Filter the records below and copy every line containing the word "FromStr".

SUPPLIED DATA:
__________________________________________________
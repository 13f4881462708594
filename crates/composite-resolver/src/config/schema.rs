//! Catalog file schema
//!
//! A catalog file declares capabilities, fragments, composites, and
//! external services, plus resolver and logging settings. Every section is
//! optional so partial files parse.

use composite_model::{
    AppliesTo, CapabilityDescriptor, CapabilityName, Catalog, CompositeDeclaration,
    CompositeName, DeclareFragment, FragmentName, InterceptorBuilder, InterceptorDescriptor,
    InterceptorKind, MixinBuilder, MixinDescriptor, ModelError, ModifiesSlot, Tag,
};
use serde::{Deserialize, Serialize};
use std::collections::{BTreeMap, HashMap, HashSet};
use std::str::FromStr;

use crate::engine::ResolutionEngine;
use crate::error::ResolutionError;
use crate::logging::LoggingSettings;
use crate::provider::{ExternalService, StaticProviderRegistry};
use crate::settings::ResolverSettings;

/// Root of a catalog file
#[derive(Debug, Clone, Default, Serialize, Deserialize)]
pub struct CatalogConfig {
    #[serde(default)]
    pub settings: ResolverSettings,

    #[serde(default)]
    pub logging: LoggingSettings,

    #[serde(default, rename = "capability", skip_serializing_if = "Vec::is_empty")]
    pub capabilities: Vec<CapabilityDescriptor>,

    #[serde(default, rename = "mixin", skip_serializing_if = "Vec::is_empty")]
    pub mixins: Vec<MixinConfig>,

    #[serde(default, rename = "interceptor", skip_serializing_if = "Vec::is_empty")]
    pub interceptors: Vec<InterceptorConfig>,

    #[serde(default, rename = "composite", skip_serializing_if = "Vec::is_empty")]
    pub composites: Vec<CompositeConfig>,

    #[serde(default, rename = "service", skip_serializing_if = "Vec::is_empty")]
    pub services: Vec<ExternalService>,
}

/// A `uses` entry
#[derive(Debug, Clone, PartialEq, Eq, Serialize, Deserialize)]
pub struct SlotConfig {
    pub capability: CapabilityName,
    #[serde(default, skip_serializing_if = "Option::is_none")]
    pub name: Option<String>,
    #[serde(default)]
    pub optional: bool,
    /// Only providers reserved for this dependent type may fill the slot
    #[serde(default, skip_serializing_if = "Option::is_none")]
    pub owner: Option<FragmentName>,
}

/// `appliesTo` restrictions expressible in a file; predicates need code
#[derive(Debug, Clone, Default, PartialEq, Eq, Serialize, Deserialize)]
pub struct AppliesToConfig {
    #[serde(default, skip_serializing_if = "Vec::is_empty")]
    pub tags: Vec<Tag>,
    #[serde(default, skip_serializing_if = "Vec::is_empty")]
    pub capabilities: Vec<CapabilityName>,
}

impl AppliesToConfig {
    fn is_empty(&self) -> bool {
        self.tags.is_empty() && self.capabilities.is_empty()
    }

    fn filters(&self) -> impl Iterator<Item = AppliesTo> + '_ {
        self.tags
            .iter()
            .map(|t| AppliesTo::Tag(t.clone()))
            .chain(self.capabilities.iter().map(|c| AppliesTo::Capability(c.clone())))
    }
}

/// Declaration fields shared by mixins and interceptors
#[derive(Debug, Clone, Default, PartialEq, Eq, Serialize, Deserialize)]
pub struct FragmentConfig {
    #[serde(default, skip_serializing_if = "Vec::is_empty")]
    pub implements: Vec<CapabilityName>,
    #[serde(default)]
    pub generic: bool,
    #[serde(default, skip_serializing_if = "AppliesToConfig::is_empty")]
    pub applies_to: AppliesToConfig,
    #[serde(default, skip_serializing_if = "Vec::is_empty")]
    pub uses: Vec<SlotConfig>,
    /// Capability names, or `*` for an untyped invocation
    #[serde(default, skip_serializing_if = "Vec::is_empty")]
    pub modifies: Vec<String>,
    #[serde(default, skip_serializing_if = "Vec::is_empty")]
    pub tags: Vec<Tag>,
    #[serde(default, skip_serializing_if = "BTreeMap::is_empty")]
    pub method_tags: BTreeMap<String, Vec<Tag>>,
    /// Methods overridden by a partial fragment
    #[serde(default, skip_serializing_if = "Option::is_none")]
    pub overrides: Option<Vec<String>>,
}

impl FragmentConfig {
    fn declare<B: DeclareFragment>(&self, mut builder: B) -> B {
        for capability in &self.implements {
            builder = builder.implements(capability.clone());
        }
        if self.generic {
            builder = builder.generic();
        }
        for filter in self.applies_to.filters() {
            builder = builder.applies_to(filter);
        }
        for slot in &self.uses {
            builder = builder.slot(
                slot.capability.clone(),
                slot.name.clone(),
                slot.optional,
                slot.owner.clone(),
            );
        }
        for modifies in &self.modifies {
            builder = builder.modifies(ModifiesSlot::parse(modifies));
        }
        for tag in &self.tags {
            builder = builder.tag(tag.clone());
        }
        for (method, tags) in &self.method_tags {
            for tag in tags {
                builder = builder.method_tag(method.clone(), tag.clone());
            }
        }
        if let Some(methods) = &self.overrides {
            builder = builder.overrides(methods.iter().cloned());
        }
        builder
    }

    fn capability_refs(&self) -> impl Iterator<Item = &CapabilityName> {
        self.implements
            .iter()
            .chain(self.applies_to.capabilities.iter())
            .chain(self.uses.iter().map(|s| &s.capability))
    }
}

/// A `[[mixin]]` entry
#[derive(Debug, Clone, PartialEq, Eq, Serialize, Deserialize)]
pub struct MixinConfig {
    pub name: FragmentName,
    #[serde(flatten)]
    pub fragment: FragmentConfig,
    /// Interceptors declared directly on the mixin
    #[serde(default, skip_serializing_if = "Vec::is_empty")]
    pub interceptors: Vec<FragmentName>,
}

impl MixinConfig {
    pub fn to_descriptor(&self) -> Result<MixinDescriptor, ModelError> {
        let mut builder = self.fragment.declare(MixinBuilder::new(self.name.clone()));
        for interceptor in &self.interceptors {
            builder = builder.interceptor(interceptor.clone());
        }
        builder.build()
    }
}

/// An `[[interceptor]]` entry
#[derive(Debug, Clone, PartialEq, Eq, Serialize, Deserialize)]
pub struct InterceptorConfig {
    pub name: FragmentName,
    #[serde(default = "default_kind")]
    pub kind: InterceptorKind,
    #[serde(flatten)]
    pub fragment: FragmentConfig,
}

fn default_kind() -> InterceptorKind {
    InterceptorKind::Concern
}

impl InterceptorConfig {
    pub fn to_descriptor(&self) -> Result<InterceptorDescriptor, ModelError> {
        self.fragment
            .declare(InterceptorBuilder::new(self.name.clone(), self.kind))
            .build()
    }
}

/// A `[[composite]]` entry
#[derive(Debug, Clone, PartialEq, Eq, Serialize, Deserialize)]
pub struct CompositeConfig {
    pub name: CompositeName,
    pub exposes: Vec<CapabilityName>,
    #[serde(default, skip_serializing_if = "Vec::is_empty")]
    pub mixins: Vec<FragmentName>,
    #[serde(default, skip_serializing_if = "Vec::is_empty")]
    pub interceptors: Vec<FragmentName>,
    #[serde(default, skip_serializing_if = "Option::is_none")]
    pub wraps: Option<CompositeName>,
}

impl CompositeConfig {
    fn to_declaration(&self) -> CompositeDeclaration {
        CompositeDeclaration {
            name: self.name.clone(),
            exposes: self.exposes.clone(),
            mixins: self.mixins.clone(),
            interceptors: self.interceptors.clone(),
            wraps: self.wraps.clone(),
        }
    }
}

/// A catalog file turned into the immutable model
#[derive(Debug, Clone)]
pub struct LoadedCatalog {
    pub catalog: Catalog,
    pub providers: StaticProviderRegistry,
    pub settings: ResolverSettings,
    pub logging: LoggingSettings,
}

impl LoadedCatalog {
    pub fn into_engine(self) -> Result<ResolutionEngine, ResolutionError> {
        Ok(ResolutionEngine::new(self.catalog)?
            .with_providers(self.providers)
            .with_settings(self.settings))
    }
}

impl FromStr for CatalogConfig {
    type Err = toml::de::Error;

    fn from_str(content: &str) -> Result<Self, Self::Err> {
        toml::from_str(content)
    }
}

impl CatalogConfig {
    /// Validate cross-references
    ///
    /// Returns Ok(()) if valid, or Err with a list of error messages
    pub fn validate(&self) -> Result<(), Vec<String>> {
        let mut errors = Vec::new();

        let capabilities = unique_names(
            self.capabilities.iter().map(|c| c.name.as_str()),
            "capability",
            &mut errors,
        );
        let mixins = unique_names(self.mixins.iter().map(|m| m.name.as_str()), "mixin", &mut errors);
        let interceptors = unique_names(
            self.interceptors.iter().map(|i| i.name.as_str()),
            "interceptor",
            &mut errors,
        );
        let composites = unique_names(
            self.composites.iter().map(|c| c.name.as_str()),
            "composite",
            &mut errors,
        );

        for name in mixins.intersection(&interceptors) {
            errors.push(format!("Fragment '{}' is declared as both mixin and interceptor", name));
        }

        let mut check_capability = |capability: &CapabilityName, owner: &str| {
            if !capabilities.contains(capability.as_str()) {
                errors.push(format!("{} references unknown capability '{}'", owner, capability));
            }
        };

        for capability in &self.capabilities {
            let owner = format!("Capability '{}'", capability.name);
            for parent in &capability.extends {
                check_capability(parent, &owner);
            }
        }
        for mixin in &self.mixins {
            let owner = format!("Mixin '{}'", mixin.name);
            for capability in mixin.fragment.capability_refs() {
                check_capability(capability, &owner);
            }
        }
        for interceptor in &self.interceptors {
            let owner = format!("Interceptor '{}'", interceptor.name);
            for capability in interceptor.fragment.capability_refs() {
                check_capability(capability, &owner);
            }
            for modifies in &interceptor.fragment.modifies {
                if let ModifiesSlot::Capability(capability) = ModifiesSlot::parse(modifies) {
                    check_capability(&capability, &owner);
                }
            }
        }
        for composite in &self.composites {
            let owner = format!("Composite '{}'", composite.name);
            for capability in &composite.exposes {
                check_capability(capability, &owner);
            }
        }
        for service in &self.services {
            check_capability(&service.provides, &format!("Service '{}'", service.id));
        }

        for mixin in &self.mixins {
            for interceptor in &mixin.interceptors {
                if !interceptors.contains(interceptor.as_str()) {
                    errors.push(format!(
                        "Mixin '{}' references unknown interceptor '{}'",
                        mixin.name, interceptor
                    ));
                }
            }
        }

        for composite in &self.composites {
            if composite.exposes.is_empty() {
                errors.push(format!("Composite '{}' exposes no capabilities", composite.name));
            }
            for mixin in &composite.mixins {
                if !mixins.contains(mixin.as_str()) {
                    errors.push(format!(
                        "Composite '{}' references unknown mixin '{}'",
                        composite.name, mixin
                    ));
                }
            }
            for interceptor in &composite.interceptors {
                if !interceptors.contains(interceptor.as_str()) {
                    errors.push(format!(
                        "Composite '{}' references unknown interceptor '{}'",
                        composite.name, interceptor
                    ));
                }
            }
            if let Some(inner) = &composite.wraps {
                if !composites.contains(inner.as_str()) {
                    errors.push(format!(
                        "Composite '{}' wraps non-existent composite '{}'",
                        composite.name, inner
                    ));
                }
            }
        }

        for composite in &self.composites {
            if let Err(e) = self.validate_wrap_chain(composite) {
                errors.push(e);
            }
        }

        if errors.is_empty() {
            Ok(())
        } else {
            Err(errors)
        }
    }

    /// Validate that a wrap chain doesn't loop back on itself
    fn validate_wrap_chain(&self, composite: &CompositeConfig) -> Result<(), String> {
        let wraps: HashMap<&str, &str> = self
            .composites
            .iter()
            .filter_map(|c| c.wraps.as_ref().map(|w| (c.name.as_str(), w.as_str())))
            .collect();

        let mut visited = HashSet::new();
        let mut chain = vec![composite.name.as_str()];
        let mut current = composite.name.as_str();
        visited.insert(current);

        while let Some(&inner) = wraps.get(current) {
            chain.push(inner);
            if !visited.insert(inner) {
                // Reported once per composite on the cycle
                if inner == composite.name.as_str() {
                    return Err(format!(
                        "Circular wrap dependency detected: {}",
                        chain.join(" → ")
                    ));
                }
                break;
            }
            current = inner;
        }
        Ok(())
    }

    /// Build the immutable model. Fragment declarations are checked here,
    /// independent of the composites that use them.
    pub fn into_model(self) -> Result<LoadedCatalog, ModelError> {
        let mut builder = Catalog::builder();
        for capability in self.capabilities {
            builder.add_capability(capability);
        }
        for mixin in &self.mixins {
            builder.add_mixin(mixin.to_descriptor()?);
        }
        for interceptor in &self.interceptors {
            builder.add_interceptor(interceptor.to_descriptor()?);
        }
        for composite in &self.composites {
            builder.add_composite(composite.to_declaration());
        }

        Ok(LoadedCatalog {
            catalog: builder.build()?,
            providers: self.services.into_iter().collect(),
            settings: self.settings,
            logging: self.logging,
        })
    }
}

fn unique_names<'a>(
    names: impl Iterator<Item = &'a str>,
    kind: &str,
    errors: &mut Vec<String>,
) -> HashSet<&'a str> {
    let mut seen = HashSet::new();
    for name in names {
        if !seen.insert(name) {
            errors.push(format!("Duplicate {} '{}'", kind, name));
        }
    }
    seen
}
__________________________________________________
PROBLEM SOLUTION:
use std::str::FromStr;
impl FromStr for CatalogConfig {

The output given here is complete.